Last year brought a time of reflection and change to many organizations — Hire for Hope included. During the pandemic, domestic abuse increased by at least 50%, especially to those in marginalized communities, the firm said. Hire for Hope felt it was increasingly important to make its donations count, and it set out to find an organization to partner with that aligned perfectly with the work that needed to be done.

Eventually, the team zeroed in on the YWCA West Central Michigan, which works to empower women who are experiencing domestic violence and to eliminate racism. Its mission aligned with the change Hire for Hope wanted to see in the world, so a partnership was born.

To kick off the collaboration, Ward visited the YWCA offices on Sept. 1 with employees Asad Khaja and Tasia Allison to present a donation of $6,800 from its 2020 profits to YWCA West Central Michigan CEO Charisse Mitchell. Hire for Hope is on track to triple that donation amount by the end of 2021.

“The YWCA has a very special place in my heart,” Ward said. “They were the agency that provided me the funding for an apartment and advocated to help me transition out of my abusive relationship and into permanent housing. I will forever be grateful to them for their impact on my life and am thrilled that Hire for Hope can contribute to the life-changing work the YWCA is doing.”

Hire for Hope will partner exclusively with the YWCA moving forward with its giving and volunteering efforts, Ward said.

Picture of health

Is 60 the new 40? In terms of celebrating fitness, it might be.

West Michigan residents in their 60s have been chosen to be featured as “pinups” on an exclusive 2022 calendar that highlights events and activities around West Michigan and serves as a roadmap to good health.

A panel of celebrity judges from West Michigan selected the 60 Strong Ambassadors because they have achieved remarkable levels of fitness, overcome major health issues, served as leaders in their community, or dedicated their lives to helping others.

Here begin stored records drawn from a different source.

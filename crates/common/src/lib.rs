//! Process-level plumbing shared by the binaries.

pub mod logging;
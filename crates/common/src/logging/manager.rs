//! Logging initialization.

use std::env;

use thiserror::Error;
use tracing::*;
use tracing_appender::rolling::RollingFileAppender;
use tracing_subscriber::{
    filter::{EnvFilter, LevelFilter},
    fmt::layer,
    layer::SubscriberExt,
    util::{SubscriberInitExt, TryInitError},
    Layer,
};

use super::types::LoggerConfig;

#[derive(Debug, Error)]
pub enum LoggingError {
    #[error("installing global subscriber: {0}")]
    Install(#[from] TryInitError),
}

/// Builds the level filter: `RUST_LOG` when set, otherwise the configured
/// directives, otherwise INFO.
pub fn build_filter(directives: Option<&str>) -> EnvFilter {
    let builder = EnvFilter::builder().with_default_directive(LevelFilter::INFO.into());
    match (env::var(EnvFilter::DEFAULT_ENV).ok(), directives) {
        (Some(from_env), _) => builder.parse_lossy(from_env),
        (None, Some(directives)) => builder.parse_lossy(directives),
        (None, None) => builder.parse_lossy(""),
    }
}

/// Initializes the logging subsystem with the provided config.
///
/// Fails if a global subscriber is already installed.
pub fn init(config: LoggerConfig) -> Result<(), LoggingError> {
    let filt = || build_filter(config.filter.as_deref());

    // Configure stdout logging with JSON or compact format
    let stdout_sub = if config.stdout_config.json_format {
        layer()
            .json()
            .with_span_events(config.stdout_config.fmt_span.clone())
            .with_filter(filt())
            .boxed()
    } else {
        layer()
            .compact()
            .with_span_events(config.stdout_config.fmt_span.clone())
            .with_filter(filt())
            .boxed()
    };

    // Build optional file logging layer
    let file_layer = config.file_logging_config.as_ref().map(|file_config| {
        let file_appender = RollingFileAppender::new(
            file_config.rotation.clone(),
            &file_config.directory,
            &file_config.file_name_prefix,
        );

        if file_config.json_format {
            layer()
                .json()
                .with_writer(file_appender)
                .with_ansi(false) // No color codes in files
                .with_filter(filt())
                .boxed()
        } else {
            layer()
                .compact()
                .with_writer(file_appender)
                .with_ansi(false) // No color codes in files
                .with_filter(filt())
                .boxed()
        }
    });

    tracing_subscriber::registry()
        .with(stdout_sub)
        .with(file_layer)
        .try_init()?;

    info!(
        service_name = %config.service_name,
        json = config.stdout_config.json_format,
        log_dir = ?config.file_logging_config.as_ref().map(|f| &f.directory),
        "logging initialized"
    );
    Ok(())
}
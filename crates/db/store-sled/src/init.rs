use std::{fs, path::Path, sync::Arc};

use anyhow::Context;
use tracing::*;

use crate::{SledDbConfig, SledTreeStore, SLED_TREE_NAME};

// Opens the sled database holding the state trees under datadir
pub fn open_sled_database(
    datadir: &Path,
    dbname: &str,
    config: &SledDbConfig,
) -> anyhow::Result<Arc<SledTreeStore>> {
    let mut database_dir = datadir.to_path_buf();
    database_dir.push("sled");
    database_dir.push(dbname);

    if !database_dir.exists() {
        fs::create_dir_all(&database_dir)?;
    }

    let sled_db = config
        .to_sled_config()
        .path(&database_dir)
        .open()
        .context("opening sled database")?;
    let tree = sled_db
        .open_tree(SLED_TREE_NAME)
        .context("opening sled state tree")?;

    info!(path = %database_dir.display(), "opened sled tree store");
    Ok(Arc::new(SledTreeStore::new(tree)))
}
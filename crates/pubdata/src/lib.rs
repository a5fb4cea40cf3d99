//! Fixed-stride block pubdata: packed amounts, per-type transaction records
//! and the batch decoder used by L1 replay.

mod codec;
mod errors;
mod packed;
mod tx;
mod types;

pub use errors::{PubDataError, PubDataResult};
pub use packed::{PackedAmount, PackedFee, PACKED_AMOUNT_MAX_MANTISSA, PACKED_FEE_MAX_MANTISSA};
pub use tx::{
    decode_batch, encode_batch, AtomicMatchPubData, CancelOfferPubData, CreateCollectionPubData,
    CreatePairPubData, DepositNftPubData, DepositPubData, FullExitNftPubData, FullExitPubData,
    GasFee, LiquidityPubData, MintNftPubData, RegisterZnsPubData, SwapPubData, TransferNftPubData,
    TransferPubData, TxPubData, UpdatePairRatePubData, WithdrawNftPubData, WithdrawPubData,
};
pub use types::TxType;
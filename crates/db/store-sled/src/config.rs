// Configuration constants
pub(crate) const DEFAULT_CACHE_CAPACITY: u64 = 1024 * 1024 * 1024;
pub(crate) const DEFAULT_FLUSH_EVERY_MS: u64 = 500;
pub(crate) const TEST_CACHE_CAPACITY: u64 = 16 * 1024 * 1024; // Smaller for tests

/// sled database configuration
#[derive(Debug, Clone, PartialEq, Eq)]
pub struct SledDbConfig {
    /// Page cache size in bytes.
    pub cache_capacity: u64,
    /// Background flush interval; `None` disables periodic flushing.
    pub flush_every_ms: Option<u64>,
    /// Use a temporary database removed on drop.
    pub temporary: bool,
}

impl SledDbConfig {
    pub fn new(cache_capacity: u64, flush_every_ms: Option<u64>) -> Self {
        Self {
            cache_capacity,
            flush_every_ms,
            temporary: false,
        }
    }

    /// Create production configuration with default values
    pub fn production() -> Self {
        Self::new(DEFAULT_CACHE_CAPACITY, Some(DEFAULT_FLUSH_EVERY_MS))
    }

    /// Create test configuration backed by a temporary database
    pub fn test() -> Self {
        Self {
            cache_capacity: TEST_CACHE_CAPACITY,
            flush_every_ms: None,
            temporary: true,
        }
    }

    pub(crate) fn to_sled_config(&self) -> sled::Config {
        sled::Config::new()
            .cache_capacity(self.cache_capacity)
            .flush_every_ms(self.flush_every_ms)
            .temporary(self.temporary)
    }
}

impl Default for SledDbConfig {
    fn default() -> Self {
        Self::production()
    }
}
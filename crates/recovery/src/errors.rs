use alloy_primitives::U256;
use thiserror::Error;
use zkl2_primitives::Buf32;
use zkl2_pubdata::{PubDataError, TxType};
use zkl2_state::StateError;
use zkl2_witness::WitnessError;

pub type RecoveryResult<T> = Result<T, RecoveryError>;

#[derive(Debug, Error, Clone, PartialEq, Eq)]
pub enum RecoveryError {
    #[error("pubdata: {0}")]
    PubData(#[from] PubDataError),

    #[error("state: {0}")]
    State(#[from] StateError),

    #[error("witness: {0}")]
    Witness(#[from] WitnessError),

    #[error("amount {0} does not fit a signed delta")]
    AmountOverflow(U256),

    #[error("malformed {tx_type:?} record: {reason}")]
    MalformedRecord {
        tx_type: TxType,
        reason: &'static str,
    },

    #[error("expected block {expected}, got {got}")]
    NonSequentialBlock { expected: u64, got: u64 },

    #[error("state root mismatch at block {height}: expected {expected}, got {got}")]
    StateRootMismatch {
        height: u64,
        expected: Buf32,
        got: Buf32,
    },
}
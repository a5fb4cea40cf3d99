use std::{path::PathBuf, str::FromStr};

use argh::FromArgs;

use crate::cmd::{
    bootstrap::BootstrapArgs, decode::DecodePubdataArgs, replay::ReplayArgs,
    rollback::RollbackArgs, root::GetRootArgs,
};

/// Offline tool for the rollup state trees.
#[derive(FromArgs, Debug)]
pub(crate) struct Cli {
    /// path to the TOML config; the in-memory driver is used when absent
    #[argh(option, short = 'c')]
    pub(crate) config: Option<PathBuf>,

    #[argh(subcommand)]
    pub(crate) cmd: Command,
}

#[derive(FromArgs, PartialEq, Debug)]
#[argh(subcommand)]
pub(crate) enum Command {
    GetRoot(GetRootArgs),
    Replay(ReplayArgs),
    Rollback(RollbackArgs),
    Bootstrap(BootstrapArgs),
    DecodePubdata(DecodePubdataArgs),
}

#[derive(Clone, Copy, Debug, PartialEq, Eq)]
pub(crate) enum OutputFormat {
    Json,
    Porcelain,
}

impl FromStr for OutputFormat {
    type Err = String;

    fn from_str(s: &str) -> Result<Self, Self::Err> {
        match s {
            "json" => Ok(Self::Json),
            "porcelain" => Ok(Self::Porcelain),
            other => Err(format!(
                "unknown output format {other:?}, expected \"json\" or \"porcelain\""
            )),
        }
    }
}
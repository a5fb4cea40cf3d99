use std::fmt;

/// Tree version. The forest commits every tree at the block height it just
/// applied, so versions line up with L2 block heights.
pub type Version = u64;

/// Key prefix isolating one logical tree inside a shared physical store.
///
/// Rendered as `"{name}:{namespace}/"`, e.g. `zkl2:asset:7/`.
#[derive(Clone, Debug, PartialEq, Eq, Hash)]
pub struct Namespace {
    name: String,
    namespace: String,
}

impl Namespace {
    pub fn new(name: impl Into<String>, namespace: impl Into<String>) -> Self {
        Self {
            name: name.into(),
            namespace: namespace.into(),
        }
    }

    pub fn name(&self) -> &str {
        &self.name
    }

    pub fn namespace(&self) -> &str {
        &self.namespace
    }

    /// Raw key prefix shared by every entry of this tree.
    pub fn prefix(&self) -> Vec<u8> {
        format!("{}:{}/", self.name, self.namespace).into_bytes()
    }

    /// Builds a full key from this namespace and a tree-local suffix.
    pub fn key(&self, suffix: &[u8]) -> Vec<u8> {
        let mut key = self.prefix();
        key.extend_from_slice(suffix);
        key
    }
}

impl fmt::Display for Namespace {
    fn fmt(&self, f: &mut fmt::Formatter<'_>) -> fmt::Result {
        write!(f, "{}:{}", self.name, self.namespace)
    }
}

#[derive(Clone, Debug, PartialEq, Eq)]
pub enum BatchOp {
    Put(Vec<u8>, Vec<u8>),
    Delete(Vec<u8>),
}

/// Ordered set of writes applied atomically by a driver.
#[derive(Clone, Debug, Default, PartialEq, Eq)]
pub struct WriteBatch {
    ops: Vec<BatchOp>,
}

impl WriteBatch {
    pub fn new() -> Self {
        Self::default()
    }

    pub fn put(&mut self, key: Vec<u8>, value: Vec<u8>) {
        self.ops.push(BatchOp::Put(key, value));
    }

    pub fn delete(&mut self, key: Vec<u8>) {
        self.ops.push(BatchOp::Delete(key));
    }

    /// Puts `value` when present, otherwise deletes the key.
    pub fn write(&mut self, key: Vec<u8>, value: Option<Vec<u8>>) {
        match value {
            Some(v) => self.put(key, v),
            None => self.delete(key),
        }
    }

    pub fn len(&self) -> usize {
        self.ops.len()
    }

    pub fn is_empty(&self) -> bool {
        self.ops.is_empty()
    }

    pub fn ops(&self) -> &[BatchOp] {
        &self.ops
    }

    pub fn into_ops(self) -> Vec<BatchOp> {
        self.ops
    }
}

#[cfg(test)]
mod tests {
    use super::*;

    #[test]
    fn test_namespace_prefix() {
        let ns = Namespace::new("zkl2", "asset:7");
        assert_eq!(ns.prefix(), b"zkl2:asset:7/".to_vec());
        assert_eq!(ns.key(b"m"), b"zkl2:asset:7/m".to_vec());
        assert_eq!(ns.to_string(), "zkl2:asset:7");
    }

    #[test]
    fn test_sibling_namespaces_do_not_overlap() {
        // "asset:1/" must not be a prefix of "asset:10/".
        let a = Namespace::new("zkl2", "asset:1").prefix();
        let b = Namespace::new("zkl2", "asset:10").prefix();
        assert!(!b.starts_with(&a));
    }

    #[test]
    fn test_write_batch_write() {
        let mut batch = WriteBatch::new();
        batch.write(b"a".to_vec(), Some(b"1".to_vec()));
        batch.write(b"b".to_vec(), None);
        assert_eq!(
            batch.into_ops(),
            vec![
                BatchOp::Put(b"a".to_vec(), b"1".to_vec()),
                BatchOp::Delete(b"b".to_vec())
            ]
        );
    }
}
use argh::FromArgs;
use zkl2_storage::TreeStorage;

use crate::{
    cli::OutputFormat,
    output::{output, RootInfo},
};

#[derive(FromArgs, PartialEq, Debug)]
#[argh(subcommand, name = "get-root")]
/// Get the committed state root at a height
pub(crate) struct GetRootArgs {
    /// block height
    #[argh(positional)]
    pub(crate) height: u64,

    /// output format: "json" or "porcelain"
    #[argh(option, short = 'o', default = "OutputFormat::Porcelain")]
    pub(crate) output_format: OutputFormat,
}

pub(crate) fn get_root(storage: &TreeStorage, args: GetRootArgs) -> anyhow::Result<()> {
    let info = root_info(storage, args.height)?;
    output(&info, args.output_format)
}

fn root_info(storage: &TreeStorage, height: u64) -> anyhow::Result<RootInfo> {
    let forest = storage.open_forest(height)?;
    Ok(RootInfo {
        height,
        state_root: forest.state_root_at(height)?,
        account_count: forest.account_count()?,
    })
}

#[cfg(test)]
mod tests {
    use zkl2_config::{DriverConfig, TreeDbConfig};
    use zkl2_primitives::Buf32;
    use zkl2_state::AccountLeaf;
    use zkl2_storage::create_tree_storage;

    use super::*;

    #[test]
    fn test_root_info_at_committed_height() {
        let dir = tempfile::tempdir().unwrap();
        let config = TreeDbConfig {
            driver: DriverConfig::Sled {
                path: dir.path().into(),
                cache_capacity: 8 * 1024 * 1024,
                flush_every_ms: None,
            },
            ..TreeDbConfig::memory("roots")
        };
        let storage = create_tree_storage(&config).unwrap();
        let expected = {
            let mut forest = storage.open_forest(0).unwrap();
            let asset_root = forest.create_asset_tree(0).unwrap();
            let leaf = AccountLeaf::new(Buf32::new([1; 32]), Buf32::zero(), asset_root);
            forest.set_account(0, &leaf).unwrap();
            let root = forest.commit(1).unwrap();
            forest.flush().unwrap();
            root
        };

        let info = root_info(&storage, 1).unwrap();
        assert_eq!(info.state_root, expected);
        assert_eq!(info.account_count, 1);
    }
}
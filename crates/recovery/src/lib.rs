//! Desert recovery: derives leaf effects from posted pubdata and replays
//! them onto a forest, verifying each block against its posted state root.

mod effects;
mod errors;
mod replay;

pub use effects::derive_record;
pub use errors::{RecoveryError, RecoveryResult};
pub use replay::{DesertReplayer, ReplayBlock};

The winners were: Celeste Davis, Lee Elston, Rudy Escobar, Shelley Irwin, Kathy Jackson, Ron Jolly, Don Kern, Lloyd Kilgore, Chris Lane, Tammy Martin, Anne Stanton and Joni Vander-Till

The calendar will be available for purchase online at www.WestMI60Strong.com beginning this month. The cost is $15 for each calendar and all proceeds will benefit Senior Neighbors.

The program is sponsored by Answer Health in conjunction with the launch of Answer Health Senior Care Advantage, a new program designed to keep seniors active and help them navigate the complexities of Medicare coverage and other health care decisions.